Former President Donald Trump speaks at a Save America Rally, held outdoors at the Montgomery County Fairgrounds in Conroe, Texas, on Saturday. Trump said during the rally that if he is re-elected president in 2024, he would pardon defendants who had been arrested for participating in the riot at the U.S. Capitol. Photo by Michael Wyke/EPA-EFE
Former President Donald Trump speaks at a Save America Rally, held outdoors at the Montgomery County Fairgrounds in Conroe, Texas, on Saturday. Trump said during the rally that if he is re-elected president in 2024, he would pardon defendants who had been arrested for participating in the riot at the U.S. Capitol. Photo by Michael Wyke/EPA-EFE

Jan. 30 (UPI) -- Former President Donald Trump said during a rally in Texas that if he is re-elected president in 2024, he would pardon defendants who had been arrested for participating in the riot at the U.S. Capitol on Jan. 6, 2021.
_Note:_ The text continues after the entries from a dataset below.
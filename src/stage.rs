//! Staging - merges per-module outputs into one release directory.
//!
//! The staged tree lives at `build/stage/<release name>/` and is recreated
//! from scratch on every run:
//!
//! ```text
//! build/stage/pxf-gp-7-1.2.3-x86-64/
//! ├── <external-table output>
//! ├── <fdw output>            (only when the fdw-build gate is active)
//! ├── <cli output>
//! ├── <server output>
//! ├── commit.sha
//! └── install_component       (binary installer)
//! ```
//!
//! Modules are merged in declaration order. Two modules shipping the same
//! relative path is allowed; the later module's copy wins.

use anyhow::{bail, Result as AnyResult};
use std::path::{Path, PathBuf};

use crate::error::{Error, Result};
use crate::facts::PlatformFacts;
use crate::fsutil;
use crate::gate::FeatureGates;
use crate::layout::BuildLayout;
use crate::module;
use crate::naming;
use crate::report::BuildReport;

/// File at the tree root holding the source commit.
pub const COMMIT_FILE: &str = "commit.sha";

/// Name the installer stub is given inside a tree or bundle.
pub const INSTALLER_NAME: &str = "install_component";

/// Installer stubs shipped in `package/`.
#[derive(Debug, Clone, Copy, PartialEq, Eq)]
pub enum Installer {
    /// Plain tarball installs.
    Binary,
    /// RPM bundle installs.
    Rpm,
    /// DEB bundle installs.
    Deb,
}

impl Installer {
    pub fn file_name(self) -> &'static str {
        match self {
            Installer::Binary => "install_binary",
            Installer::Rpm => "install_rpm",
            Installer::Deb => "install_deb",
        }
    }

    pub fn source(self, layout: &BuildLayout) -> PathBuf {
        layout.package_dir().join(self.file_name())
    }

    /// Copy this installer into `dir` as `install_component`.
    pub fn install_into(self, layout: &BuildLayout, dir: &Path) -> AnyResult<()> {
        fsutil::install_executable(&self.source(layout), &dir.join(INSTALLER_NAME))
    }
}

/// A populated staging directory.
#[derive(Debug, Clone, PartialEq, Eq)]
pub struct StagedTree {
    pub release_name: String,
    pub root: PathBuf,
}

impl StagedTree {
    /// Where the tree for `facts` lives, whether or not it exists yet.
    pub fn path_for(layout: &BuildLayout, facts: &PlatformFacts) -> Self {
        let release_name = naming::release_name(facts);
        let root = layout.stage_root().join(&release_name);
        Self { release_name, root }
    }

    /// The tree a previous `stage` run produced for `facts`.
    pub fn existing(layout: &BuildLayout, facts: &PlatformFacts) -> AnyResult<Self> {
        let tree = Self::path_for(layout, facts);
        if !tree.root.is_dir() {
            bail!(
                "staged tree {} not found. Run 'pxfbuild stage' first.",
                tree.root.display()
            );
        }
        Ok(tree)
    }

    /// Commit identifier recorded in the tree.
    pub fn commit(&self) -> Option<String> {
        std::fs::read_to_string(self.root.join(COMMIT_FILE))
            .ok()
            .map(|s| s.trim().to_string())
    }
}

/// Assemble the staged tree for `facts`.
///
/// Fails with [`Error::Staging`] if `report` contains a failed module, if an
/// included module's output directory is missing, or if any copy fails. Running
/// it twice with unchanged inputs yields identical trees.
pub fn stage(
    layout: &BuildLayout,
    facts: &PlatformFacts,
    gates: &FeatureGates,
    report: &BuildReport,
    commit: &str,
) -> Result<StagedTree> {
    if let Some((module, message)) = report.failures().next() {
        return Err(Error::Staging(format!(
            "module '{}' failed to build: {}",
            module, message
        )));
    }

    let tree = StagedTree::path_for(layout, facts);
    println!("Staging {}...", tree.release_name);

    fsutil::reset_dir(&tree.root).map_err(Error::staging)?;

    for module in module::modules() {
        if let Some(reason) = module.package_skip_reason(gates) {
            println!("  [SKIP] {}: {}", module.name, reason);
            continue;
        }

        let output = module.output_path(layout.repo_root());
        if !output.is_dir() {
            return Err(Error::Staging(format!(
                "output directory {} of module '{}' is missing. Build it first.",
                output.display(),
                module.name
            )));
        }

        let copied = fsutil::copy_tree(&output, &tree.root)
            .map_err(|e| Error::Staging(format!("module '{}': {:#}", module.name, e)))?;
        println!("  {} ({} files)", module.name, copied);
    }

    fsutil::write_file_with_dirs(tree.root.join(COMMIT_FILE), format!("{}\n", commit))
        .map_err(Error::staging)?;

    Installer::Binary
        .install_into(layout, &tree.root)
        .map_err(|e| Error::Staging(format!("installer stub: {:#}", e)))?;

    Ok(tree)
}

#[cfg(test)]
mod tests {
    use super::*;
    use crate::module::Operation;
    use crate::report::{OperationReport, Outcome};
    use std::fs;

    fn repo(dir: &Path) -> BuildLayout {
        let layout = BuildLayout::new(dir);
        for module in module::modules() {
            let out = module.output_path(dir);
            fs::create_dir_all(&out).unwrap();
            fs::write(out.join(format!("{}.txt", module.name)), module.name).unwrap();
        }
        fs::create_dir_all(layout.package_dir()).unwrap();
        fs::write(Installer::Binary.source(&layout), "#!/bin/sh\necho binary\n").unwrap();
        layout
    }

    #[test]
    fn test_stage_refuses_failed_report() {
        let dir = tempfile::tempdir().unwrap();
        let layout = repo(dir.path());
        let facts = PlatformFacts::new(7, "x86_64", "1.2.3");
        let mut report = OperationReport::new(Operation::Build);
        report.push("cli", Outcome::Failed("boom".into()));

        let err = stage(&layout, &facts, &FeatureGates::evaluate(&facts), &report, "abc")
            .unwrap_err();
        assert!(matches!(err, Error::Staging(_)));
        assert!(err.to_string().contains("cli"));
        assert!(!layout.stage_root().exists());
    }

    #[test]
    fn test_stage_missing_output_dir() {
        let dir = tempfile::tempdir().unwrap();
        let layout = repo(dir.path());
        fs::remove_dir_all(module::SERVER.output_path(dir.path())).unwrap();
        let facts = PlatformFacts::new(7, "x86_64", "1.2.3");
        let report = OperationReport::new(Operation::Build);

        let err = stage(&layout, &facts, &FeatureGates::evaluate(&facts), &report, "abc")
            .unwrap_err();
        assert!(err.to_string().contains("server"));
    }

    #[test]
    fn test_stage_missing_installer() {
        let dir = tempfile::tempdir().unwrap();
        let layout = repo(dir.path());
        fs::remove_file(Installer::Binary.source(&layout)).unwrap();
        let facts = PlatformFacts::new(7, "x86_64", "1.2.3");
        let report = OperationReport::new(Operation::Build);

        let err = stage(&layout, &facts, &FeatureGates::evaluate(&facts), &report, "abc")
            .unwrap_err();
        assert!(err.to_string().contains("installer stub"));
    }

    #[test]
    fn test_stage_removes_stale_files() {
        let dir = tempfile::tempdir().unwrap();
        let layout = repo(dir.path());
        let facts = PlatformFacts::new(7, "x86_64", "1.2.3");
        let gates = FeatureGates::evaluate(&facts);
        let report = OperationReport::new(Operation::Build);

        let tree = stage(&layout, &facts, &gates, &report, "abc").unwrap();
        fs::write(tree.root.join("stale.jar"), "old").unwrap();

        let tree = stage(&layout, &facts, &gates, &report, "abc").unwrap();
        assert!(!tree.root.join("stale.jar").exists());
        assert_eq!(tree.commit().as_deref(), Some("abc"));
        assert!(tree.root.join(INSTALLER_NAME).is_file());
    }

    #[test]
    fn test_stage_at_six_leaves_out_fdw() {
        let dir = tempfile::tempdir().unwrap();
        let layout = repo(dir.path());
        let facts = PlatformFacts::new(6, "x86_64", "1.2.3");
        let report = OperationReport::new(Operation::Build);

        let tree = stage(&layout, &facts, &FeatureGates::evaluate(&facts), &report, "abc")
            .unwrap();
        assert!(!tree.root.join("fdw.txt").exists());
        assert!(tree.root.join("external-table.txt").is_file());
        assert!(tree.root.join("server.txt").is_file());
    }

    #[test]
    fn test_existing_requires_tree() {
        let dir = tempfile::tempdir().unwrap();
        let layout = BuildLayout::new(dir.path());
        let facts = PlatformFacts::new(7, "x86_64", "1.2.3");
        let err = StagedTree::existing(&layout, &facts).unwrap_err();
        assert!(err.to_string().contains("pxfbuild stage"));
    }
}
Trump, who teased his potential presidential run during a Save America rally Saturday in Conroe, which is north of Houston, said that the alleged rioters were treated "so unfairly." Trump's supporters had stormed the Capitol after his speech last year in a bid to stop the official count of Electoral College votes after he lost the 2020 presidential election to Joe Biden.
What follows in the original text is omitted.